H-hour was 10 P.M. In the afternoon I assembled the battalion for a briefing. It turned out, in fact, to be a lesson-learning post-mortem of our Lod action, for we had had no time to hold this discussion earlier. The general lines of our operational plans were to break into the Faluja airstrip, held by Egyptian forces, by driving through and firing on the move; to cross the main Majdal-Faluja road and go on until we reached a Wadi south of the Karatiya mound; to cross the wadi and capture the mound on our vehicles. A road in the top of the mound was marked on the map as negotiable by vehicles. I gave orders that if it were to prove impassable, we were to capture the mound on foot. I emphasized that the most dangerous stretch would be crossing the Egyptiam lines, namely, the airstrip and the road. This stretch had to be traversed at maximum possible speed, with constant fire at the flanks, and, for the men in the armored cars, with heads down.

[They swept through the airfield, but got stuck in the wadi. The situation was dangerous; they were before their objective, Karatiya.]

Calmness under Stress

I felt drained. In my briefing I had categorically insisted that “no man is to stop for anyone—except by order—and no time is to be spent tending the wounded until we reach the wadi.
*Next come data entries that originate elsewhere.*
//! Sequence numbering for `Sequenced` delivery
//!
//! Senders number datagrams per category; receivers keep the newest number
//! seen per (peer, category) and discard anything older. Numbers are `u32`
//! and wrap, so "newer" means "ahead by less than half the number space".

use orbitlink_types::DeliveryCategory;
use std::collections::HashMap;
use std::net::SocketAddr;
use std::sync::atomic::{AtomicU32, Ordering};

/// True when `candidate` comes after `latest` in wrapping order
pub fn is_newer(candidate: u32, latest: u32) -> bool {
    (candidate.wrapping_sub(latest) as i32) > 0
}

/// Outgoing sequence numbers, one stream per delivery category
#[derive(Debug, Default)]
pub struct SequenceCounters {
    next: [AtomicU32; 4],
}

impl SequenceCounters {
    pub fn new() -> Self {
        Self::default()
    }

    pub fn next(&self, category: DeliveryCategory) -> u32 {
        self.next[category.index()].fetch_add(1, Ordering::Relaxed)
    }
}

/// Receive-side stale filter
#[derive(Debug, Default)]
pub struct SequenceFilter {
    latest: HashMap<(SocketAddr, DeliveryCategory), u32>,
}

impl SequenceFilter {
    pub fn new() -> Self {
        Self::default()
    }

    /// Whether a datagram should be delivered
    ///
    /// Only categories that drop stale packets are filtered; everything
    /// else is accepted unconditionally.
    pub fn accept(&mut self, peer: SocketAddr, category: DeliveryCategory, sequence: u32) -> bool {
        if !category.drops_stale() {
            return true;
        }
        match self.latest.get_mut(&(peer, category)) {
            Some(latest) if !is_newer(sequence, *latest) => false,
            Some(latest) => {
                *latest = sequence;
                true
            }
            None => {
                self.latest.insert((peer, category), sequence);
                true
            }
        }
    }

    /// Drop state for a peer that disconnected
    pub fn forget(&mut self, peer: SocketAddr) {
        self.latest.retain(|(addr, _), _| *addr != peer);
    }
}

#[cfg(test)]
mod tests {
    use super::*;
    use proptest::prelude::*;

    fn peer(port: u16) -> SocketAddr {
        SocketAddr::from(([127, 0, 0, 1], port))
    }

    #[test]
    fn test_stale_sequenced_dropped() {
        let mut filter = SequenceFilter::new();
        assert!(filter.accept(peer(1), DeliveryCategory::Sequenced, 5));
        assert!(!filter.accept(peer(1), DeliveryCategory::Sequenced, 4));
        assert!(!filter.accept(peer(1), DeliveryCategory::Sequenced, 5));
        assert!(filter.accept(peer(1), DeliveryCategory::Sequenced, 6));
    }

    #[test]
    fn test_streams_are_independent() {
        let mut filter = SequenceFilter::new();
        assert!(filter.accept(peer(1), DeliveryCategory::Sequenced, 10));
        assert!(filter.accept(peer(2), DeliveryCategory::Sequenced, 3));
        // Reliable traffic is never filtered
        assert!(filter.accept(peer(1), DeliveryCategory::ReliableOrdered, 0));
        assert!(filter.accept(peer(1), DeliveryCategory::ReliableOrdered, 0));

        filter.forget(peer(1));
        assert!(filter.accept(peer(1), DeliveryCategory::Sequenced, 0));
    }

    #[test]
    fn test_wraparound() {
        let mut filter = SequenceFilter::new();
        assert!(filter.accept(peer(1), DeliveryCategory::Sequenced, u32::MAX));
        assert!(filter.accept(peer(1), DeliveryCategory::Sequenced, 0));
        assert!(!filter.accept(peer(1), DeliveryCategory::Sequenced, u32::MAX - 1));
    }

    #[test]
    fn test_counters_per_category() {
        let counters = SequenceCounters::new();
        assert_eq!(counters.next(DeliveryCategory::Sequenced), 0);
        assert_eq!(counters.next(DeliveryCategory::Sequenced), 1);
        assert_eq!(counters.next(DeliveryCategory::Unreliable), 0);
    }

    proptest! {
        #[test]
        fn prop_newer_is_antisymmetric(a in any::<u32>(), step in 1u32..(1 << 31)) {
            let b = a.wrapping_add(step);
            prop_assert!(is_newer(b, a));
            prop_assert!(!is_newer(a, b));
        }
    }
}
If a vehicle cannot move it is to be abandoned. Until we get to the wadi there is only one rule: break through and move, fire and move.” Well, here we were in the wadi, and, of course, stuck.

I ordered the men to start digging into the bank of the wadi so as to hack out a path of shallower gradient which would offer the vehicles an exit. lt seemed a herculean task—and it had to be done under mortar and machine gun harassment. There was no alternative.
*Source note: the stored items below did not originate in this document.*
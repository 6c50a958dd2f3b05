//! Media key → per-session key bundle
//!
//! A 32-byte media key is expanded with the media type's info string into
//! 112 bytes and split:
//!
//! ```text
//! [0..16)   IV          AES-CBC initialization vector
//! [16..48)  cipher key  AES-256
//! [48..80)  MAC key     HMAC-SHA256
//! [80..112) ref key     reserved for reference/thumbnail derivation
//! ```

use wamedia_core::{MediaError, MediaResult, MediaType};
use zeroize::Zeroize;

use crate::{kdf, IV_SIZE, KEY_SIZE};

/// Bytes of HKDF output split into a [`MediaKeyBundle`].
pub const EXPANDED_LEN: usize = IV_SIZE + 3 * KEY_SIZE;

/// The 32-byte root secret shared between sender and recipient.
///
/// Zeroized on drop.
#[derive(Clone)]
pub struct MediaKey {
    bytes: [u8; KEY_SIZE],
}

impl MediaKey {
    pub fn from_bytes(bytes: [u8; KEY_SIZE]) -> Self {
        Self { bytes }
    }

    /// Copy a key out of a slice that must be exactly 32 bytes long.
    pub fn from_slice(bytes: &[u8]) -> MediaResult<Self> {
        let bytes: [u8; KEY_SIZE] = bytes
            .try_into()
            .map_err(|_| MediaError::InvalidKeyLength { len: bytes.len() })?;
        Ok(Self { bytes })
    }

    pub fn as_bytes(&self) -> &[u8; KEY_SIZE] {
        &self.bytes
    }

    /// Derive the key bundle for one encryption or decryption session.
    pub fn bundle(&self, media_type: MediaType) -> MediaResult<MediaKeyBundle> {
        MediaKeyBundle::derive(&self.bytes, media_type)
    }
}

impl Drop for MediaKey {
    fn drop(&mut self) {
        self.bytes.zeroize();
    }
}

impl std::fmt::Debug for MediaKey {
    fn fmt(&self, f: &mut std::fmt::Formatter<'_>) -> std::fmt::Result {
        f.debug_struct("MediaKey")
            .field("bytes", &"[REDACTED]")
            .finish()
    }
}

/// IV, cipher key, MAC key and ref key for one session. Zeroized on drop.
#[derive(Clone)]
pub struct MediaKeyBundle {
    iv: [u8; IV_SIZE],
    cipher_key: [u8; KEY_SIZE],
    mac_key: [u8; KEY_SIZE],
    ref_key: [u8; KEY_SIZE],
}

impl MediaKeyBundle {
    /// Derive a bundle from a root secret of exactly 32 bytes.
    ///
    /// Stricter than [`kdf::expand`], which accepts any key of 32 bytes or more.
    pub fn derive(root_secret: &[u8], media_type: MediaType) -> MediaResult<Self> {
        if root_secret.len() != KEY_SIZE {
            return Err(MediaError::InvalidKeyLength {
                len: root_secret.len(),
            });
        }

        let mut expanded = kdf::expand(root_secret, EXPANDED_LEN, media_type.domain())?;

        let mut bundle = Self {
            iv: [0u8; IV_SIZE],
            cipher_key: [0u8; KEY_SIZE],
            mac_key: [0u8; KEY_SIZE],
            ref_key: [0u8; KEY_SIZE],
        };
        bundle.iv.copy_from_slice(&expanded[..16]);
        bundle.cipher_key.copy_from_slice(&expanded[16..48]);
        bundle.mac_key.copy_from_slice(&expanded[48..80]);
        bundle.ref_key.copy_from_slice(&expanded[80..112]);
        expanded.zeroize();

        tracing::debug!(media_type = %media_type, "derived media key bundle");
        Ok(bundle)
    }

    /// Derive a bundle from a media type given by name, e.g. `"VIDEO"`.
    pub fn derive_named(root_secret: &[u8], media_type: &str) -> MediaResult<Self> {
        Self::derive(root_secret, media_type.parse()?)
    }

    pub fn iv(&self) -> &[u8; IV_SIZE] {
        &self.iv
    }

    pub fn cipher_key(&self) -> &[u8; KEY_SIZE] {
        &self.cipher_key
    }

    pub fn mac_key(&self) -> &[u8; KEY_SIZE] {
        &self.mac_key
    }

    pub fn ref_key(&self) -> &[u8; KEY_SIZE] {
        &self.ref_key
    }
}

impl Drop for MediaKeyBundle {
    fn drop(&mut self) {
        self.iv.zeroize();
        self.cipher_key.zeroize();
        self.mac_key.zeroize();
        self.ref_key.zeroize();
    }
}

impl std::fmt::Debug for MediaKeyBundle {
    fn fmt(&self, f: &mut std::fmt::Formatter<'_>) -> std::fmt::Result {
        f.debug_struct("MediaKeyBundle")
            .field("iv", &"[REDACTED]")
            .field("cipher_key", &"[REDACTED]")
            .field("mac_key", &"[REDACTED]")
            .field("ref_key", &"[REDACTED]")
            .finish()
    }
}
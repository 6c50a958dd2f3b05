//! HKDF-SHA256 expand step
//!
//! The input key is used directly as the pseudorandom key, with no extract
//! step and no salt:
//!
//! ```text
//! T(1) = HMAC(key, info || 0x01)
//! T(i) = HMAC(key, T(i-1) || info || i)
//! OKM  = first `length` bytes of T(1) || T(2) || ...
//! ```

use hkdf::Hkdf;
use sha2::Sha256;
use wamedia_core::{MediaError, MediaResult};

use crate::KEY_SIZE;

/// Largest output HKDF-SHA256 can produce (255 blocks of 32 bytes).
pub const MAX_OUTPUT_LEN: usize = 255 * KEY_SIZE;

/// Expand `key` into `length` bytes bound to `info`.
///
/// Fails with `KeyTooShort` for keys under 32 bytes, checked first, and
/// `OutputTooLarge` when more than [`MAX_OUTPUT_LEN`] bytes are requested.
pub fn expand(key: &[u8], length: usize, info: &[u8]) -> MediaResult<Vec<u8>> {
    if key.len() < KEY_SIZE {
        return Err(MediaError::KeyTooShort { len: key.len() });
    }
    if length > MAX_OUTPUT_LEN {
        return Err(MediaError::OutputTooLarge { requested: length });
    }
    let hkdf = Hkdf::<Sha256>::from_prk(key)
        .map_err(|_| MediaError::KeyTooShort { len: key.len() })?;

    let mut okm = vec![0u8; length];
    hkdf.expand(info, &mut okm)
        .map_err(|_| MediaError::OutputTooLarge { requested: length })?;
    Ok(okm)
}

#[cfg(test)]
mod tests {
    use super::*;
    use hmac::{Hmac, Mac};

    // RFC 5869 test case 1, expand step only (PRK given)
    const RFC_PRK: &str = "077709362c2e32df0ddc3f0dc47bba6390b6c73bb50f9c3122ec844ad7c2b3e5";
    const RFC_INFO: &str = "f0f1f2f3f4f5f6f7f8f9";
    const RFC_OKM: &str =
        "3cb25f25faacd57a90434f64d0362f2a2d2d0a90cf1a5a4c5db02d56ecc4c5bf34007208d5b887185865";

    #[test]
    fn test_rfc5869_expand_vector() {
        let prk = hex::decode(RFC_PRK).unwrap();
        let info = hex::decode(RFC_INFO).unwrap();

        let okm = expand(&prk, 42, &info).unwrap();
        assert_eq!(hex::encode(okm), RFC_OKM);
    }

    #[test]
    fn test_matches_hmac_chaining() {
        let key = [7u8; 32];
        let info = b"WhatsApp Video Keys";

        let mut t1 = Hmac::<Sha256>::new_from_slice(&key).unwrap();
        t1.update(info);
        t1.update(&[1]);
        let t1 = t1.finalize().into_bytes();

        let mut t2 = Hmac::<Sha256>::new_from_slice(&key).unwrap();
        t2.update(&t1);
        t2.update(info);
        t2.update(&[2]);
        let t2 = t2.finalize().into_bytes();

        let okm = expand(&key, 64, info).unwrap();
        assert_eq!(&okm[..32], t1.as_slice());
        assert_eq!(&okm[32..], t2.as_slice());
    }

    #[test]
    fn test_truncates_to_length() {
        let key = [1u8; 32];
        let long = expand(&key, 112, b"x").unwrap();
        let short = expand(&key, 50, b"x").unwrap();
        assert_eq!(long.len(), 112);
        assert_eq!(&long[..50], short.as_slice());
    }

    #[test]
    fn test_empty_info_and_zero_length() {
        let key = [1u8; 32];
        assert_eq!(expand(&key, 32, b"").unwrap().len(), 32);
        assert!(expand(&key, 0, b"").unwrap().is_empty());
    }

    #[test]
    fn test_accepts_longer_keys() {
        let key = [3u8; 64];
        assert_eq!(expand(&key, 32, b"info").unwrap().len(), 32);
    }

    #[test]
    fn test_rejects_short_key() {
        let err = expand(b"short_key", 32, b"").unwrap_err();
        assert!(matches!(err, MediaError::KeyTooShort { len: 9 }));
    }

    #[test]
    fn test_short_key_reported_before_output_limit() {
        let err = expand(b"short", MAX_OUTPUT_LEN + 1, b"").unwrap_err();
        assert!(matches!(err, MediaError::KeyTooShort { len: 5 }));
    }

    #[test]
    fn test_block_count_limit() {
        let key = [0u8; 32];
        assert!(expand(&key, MAX_OUTPUT_LEN, b"").is_ok());
        let err = expand(&key, MAX_OUTPUT_LEN + 1, b"").unwrap_err();
        assert!(matches!(err, MediaError::OutputTooLarge { .. }));
    }

    #[test]
    fn test_different_info_different_output() {
        let key = [9u8; 32];
        let a = expand(&key, 32, b"WhatsApp Image Keys").unwrap();
        let b = expand(&key, 32, b"WhatsApp Audio Keys").unwrap();
        assert_ne!(a, b, "different domains must produce different keys");
    }
}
Near the digging site stood a platoon commander, Amos Abramson from Yavniel in Galilee, who had come on the Operation straight from an Officers’ Training Course. He was fresher, more sprightly than the others, and he showed no sign of anxiety or dejection. His whiskers curled at just the right angle. He was the man for me. I told him to take matters in hand— to see to it that the diggers dug, the guards guarded, and the rest of the men kept quiet. I then took myself back to the opposite side of the wadi, lay down, wrapped my head in my Arab kefieh, and went to sleep.

[Dayan had picked the right man. When he awoke, after an hour, the path out was ready.]

Organized Speed and Violence

The battalion came to life when I notified the commanders: “At 04:00 we advance on Karatiya with whichever vehicles manage to get out by then.”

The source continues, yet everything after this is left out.